//! Local execution host.
//!
//! On POSIX the quoted line runs through `sh -c` with `exec`, so the shell is
//! replaced by the tool. On Windows the tool is spawned directly and the
//! quoted argument string is handed to it verbatim, as no shell is involved.

use async_trait::async_trait;
use std::path::Path;
use tokio::fs;
use tokio::process::Command;
use tracing::debug;

use crate::error::{ProcessError, Result};
use crate::process::{escape_posix_arg, ShellFlavor};

use super::ExecutionHost;

/// Execution host for the local machine.
#[derive(Debug, Clone)]
pub struct LocalHost {
    /// Shell convention used for quoting.
    shell: ShellFlavor,
}

impl LocalHost {
    /// Creates a local host using the platform's native convention.
    #[must_use]
    pub const fn new() -> Self {
        Self {
            shell: ShellFlavor::native(),
        }
    }

    /// Creates a local host with an explicit convention.
    #[must_use]
    pub const fn with_shell(shell: ShellFlavor) -> Self {
        Self { shell }
    }
}

impl Default for LocalHost {
    fn default() -> Self {
        Self::new()
    }
}

#[async_trait]
impl ExecutionHost for LocalHost {
    fn shell(&self) -> ShellFlavor {
        self.shell
    }

    fn command(&self, program: &str, arguments: &str, working_directory: &Path) -> Command {
        let mut cmd = match self.shell {
            ShellFlavor::Posix => posix_command(program, arguments),
            ShellFlavor::Windows => windows_command(program, arguments),
        };
        cmd.current_dir(working_directory);
        cmd
    }

    async fn create_dir(&self, path: &Path) -> Result<()> {
        if !path.exists() {
            debug!("Creating directory: {}", path.display());
            fs::create_dir_all(path)
                .await
                .map_err(|e| ProcessError::host_io(path, format!("Failed to create directory: {e}")))?;
        }
        Ok(())
    }

    async fn write_file(&self, path: &Path, contents: &str) -> Result<()> {
        fs::write(path, contents)
            .await
            .map_err(|e| ProcessError::host_io(path, format!("Failed to write file: {e}")))?;
        Ok(())
    }

    async fn remove_file(&self, path: &Path) -> Result<()> {
        match fs::remove_file(path).await {
            Ok(()) => Ok(()),
            Err(e) if e.kind() == std::io::ErrorKind::NotFound => Ok(()),
            Err(e) => Err(ProcessError::host_io(path, format!("Failed to delete file: {e}")).into()),
        }
    }

    async fn environment_variable(&self, name: &str) -> Result<Option<String>> {
        Ok(std::env::var(name).ok())
    }

    fn host_type(&self) -> &'static str {
        "local"
    }
}

/// Runs the line through `sh`, which `exec`s into the tool.
fn posix_command(program: &str, arguments: &str) -> Command {
    let program = escape_posix_arg(program);
    let line = if arguments.is_empty() {
        format!("exec {program}")
    } else {
        format!("exec {program} {arguments}")
    };
    let mut cmd = Command::new("sh");
    cmd.arg("-c").arg(line);
    cmd
}

#[cfg(windows)]
fn windows_command(program: &str, arguments: &str) -> Command {
    let mut cmd = Command::new(program);
    if !arguments.is_empty() {
        cmd.raw_arg(arguments);
    }
    cmd
}

/// Only Windows can pass a pre-quoted argument string through untouched;
/// elsewhere it is handed over as a single argument.
#[cfg(not(windows))]
fn windows_command(program: &str, arguments: &str) -> Command {
    let mut cmd = Command::new(program);
    if !arguments.is_empty() {
        cmd.arg(arguments);
    }
    cmd
}

#[cfg(test)]
mod tests {
    use super::*;
    use tempfile::TempDir;

    #[tokio::test]
    async fn test_write_and_remove_file() {
        let temp = TempDir::new().expect("Failed to create temp dir");
        let host = LocalHost::new();
        let dir = temp.path().join("scripts");
        let file = dir.join("manifest");

        host.create_dir(&dir).await.expect("create_dir failed");
        host.write_file(&file, "kind: Job\n").await.expect("write failed");
        assert_eq!(std::fs::read_to_string(&file).expect("read failed"), "kind: Job\n");

        host.remove_file(&file).await.expect("remove failed");
        assert!(!file.exists());

        // Removing twice is fine.
        host.remove_file(&file).await.expect("second remove failed");
    }

    fn program_and_args(cmd: &Command) -> (String, Vec<String>) {
        let std_cmd = cmd.as_std();
        let args = std_cmd
            .get_args()
            .map(|a| a.to_string_lossy().to_string())
            .collect();
        (std_cmd.get_program().to_string_lossy().to_string(), args)
    }

    #[test]
    fn test_posix_command_execs_tool() {
        let host = LocalHost::with_shell(ShellFlavor::Posix);
        let cmd = host.command("/opt/my tools/kubectl", "get 'a&b'", Path::new("/tmp"));

        let (program, args) = program_and_args(&cmd);
        assert_eq!(program, "sh");
        assert_eq!(args, ["-c", "exec '/opt/my tools/kubectl' get 'a&b'"]);
    }

    #[test]
    fn test_windows_command_spawns_tool_without_shell() {
        let host = LocalHost::with_shell(ShellFlavor::Windows);
        let arguments = ShellFlavor::Windows.join(["get", "--selector=tier=a&b", "%USERNAME%"]);
        let cmd = host.command("kubectl", &arguments, Path::new("C:\\work"));

        let (program, args) = program_and_args(&cmd);
        assert_eq!(program, "kubectl");
        assert_ne!(program, "cmd");
        assert!(!args.iter().any(|a| a == "/C"));
        assert_eq!(arguments, "get --selector=tier=a&b %USERNAME%");
    }

    #[tokio::test]
    async fn test_environment_variable() {
        let host = LocalHost::new();
        let value = host
            .environment_variable("KUBE_ENSURE_SURELY_UNSET_VARIABLE")
            .await
            .expect("lookup failed");
        assert!(value.is_none());
    }
}
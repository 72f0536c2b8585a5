//! Execution hosts.
//!
//! An execution host is the machine an external tool runs on. It owns the
//! shell convention used to quote command lines and the filesystem that
//! transient manifests are written to.

mod local;
mod ssh;

use std::path::Path;

use async_trait::async_trait;
use tokio::process::Command;

use crate::error::Result;
use crate::process::ShellFlavor;

pub use local::LocalHost;
pub use ssh::SshHost;

/// Trait for machines that can run the external tool.
#[async_trait]
pub trait ExecutionHost: Send + Sync + std::fmt::Debug {
    /// Shell convention used for quoting on this host.
    fn shell(&self) -> ShellFlavor;

    /// Builds a command that runs `program` with an argument string already
    /// quoted for [`ExecutionHost::shell`], in the given working directory.
    /// Standard streams are configured by the caller.
    fn command(&self, program: &str, arguments: &str, working_directory: &Path) -> Command;

    /// Creates a directory and its parents if they do not exist.
    async fn create_dir(&self, path: &Path) -> Result<()>;

    /// Writes a text file, replacing any existing content.
    async fn write_file(&self, path: &Path, contents: &str) -> Result<()>;

    /// Deletes a file. A missing file is not an error.
    async fn remove_file(&self, path: &Path) -> Result<()>;

    /// Reads an environment variable on the host.
    async fn environment_variable(&self, name: &str) -> Result<Option<String>>;

    /// Gets the host type name.
    fn host_type(&self) -> &'static str;
}
#[cfg(test)]
mod tests {
    use super::*;

    #[test]
    fn test_condition_matches_case_insensitively() {
        let condition = Condition::new("Complete", "True");
        assert!(condition.matches("true"));
        assert!(condition.matches("TRUE"));
        assert!(condition.matches("True\r"));
        assert!(!condition.matches("False"));
        assert!(!condition.matches(""));
    }

    #[test]
    fn test_labels_keep_configured_order() {
        let yaml = r"
type: deployment
name: web
labels:
  tier: web
  app: frontend
  tier: edge
";
        let descriptor: ResourceDescriptor = serde_yaml::from_str(yaml).expect("parse failed");

        let pairs: Vec<(&str, &str)> = descriptor.labels.iter().collect();
        assert_eq!(pairs, [("tier", "edge"), ("app", "frontend")]);
        assert_eq!(
            serde_json::to_string(&descriptor.labels).expect("serialize failed"),
            r#"{"tier":"edge","app":"frontend"}"#
        );
    }

    #[test]
    fn test_descriptor_defaults() {
        let yaml = r"
type: deployment
name: web
spec: |
  replicas: 3
";
        let descriptor: ResourceDescriptor = serde_yaml::from_str(yaml).expect("parse failed");
        assert_eq!(descriptor.namespace, "default");
        assert!(descriptor.exists);
        assert!(!descriptor.force);
        assert!(descriptor.add_args.is_empty());
        assert_eq!(descriptor.describe(), "Ensure Kubernetes deployment default::web");
    }

    #[test]
    fn test_wait_flattens_condition() {
        let yaml = r#"
type: job
namespace: batch
name: migrate
condition: Complete
status: "True"
timeout_secs: 60
"#;
        let wait: WaitConfig = serde_yaml::from_str(yaml).expect("parse failed");
        assert_eq!(wait.condition.condition_type, "Complete");
        assert_eq!(wait.condition.expected_status, "True");
        assert_eq!(wait.timeout_secs, Some(60));
        assert_eq!(
            wait.describe(),
            "Wait for Complete to be \"True\" on Kubernetes job batch::migrate"
        );
    }

    #[test]
    fn test_select_by_name() {
        let config = EnsureConfig {
            resources: vec![
                ResourceDescriptor::new("deployment", "default", "web", "replicas: 1"),
                ResourceDescriptor::new("service", "default", "web", "ports: []"),
                ResourceDescriptor::new("deployment", "default", "worker", "replicas: 1"),
            ],
            ..EnsureConfig::default()
        };

        assert_eq!(tokio_test::assert_ok!(config.select_resources(None)).len(), 3);
        assert_eq!(tokio_test::assert_ok!(config.select_resources(Some("web"))).len(), 2);
        tokio_test::assert_err!(config.select_resources(Some("missing")));
        tokio_test::assert_err!(config.select_waits(Some("web")));
    }

    #[test]
    fn test_dry_run_arg() {
        let mut tool = ToolConfig::default();
        assert_eq!(tool.dry_run_arg(), "--dry-run");
        tool.dry_run = Some(DryRunMode::Server);
        assert_eq!(tool.dry_run_arg(), "--dry-run=server");
    }

    #[test]
    fn test_scratch_dir_resolution() {
        let base = Path::new("/project");
        let mut tool = ToolConfig {
            scratch_dir: Some(String::from(".scratch")),
            ..ToolConfig::default()
        };
        assert_eq!(tool.resolve_scratch_dir(base), PathBuf::from("/project/.scratch"));
        assert_eq!(tool.resolve_working_dir(base), PathBuf::from("/project/.scratch/work"));

        tool.scratch_dir = None;
        tool.remote = Some(RemoteConfig {
            host: String::from("box"),
            options: vec![],
        });
        assert_eq!(tool.resolve_scratch_dir(base), PathBuf::from(DEFAULT_REMOTE_SCRATCH_DIR));
    }
}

* * * * *

State the number of lines holding the word "crate" in the listing. Add nothing else.

4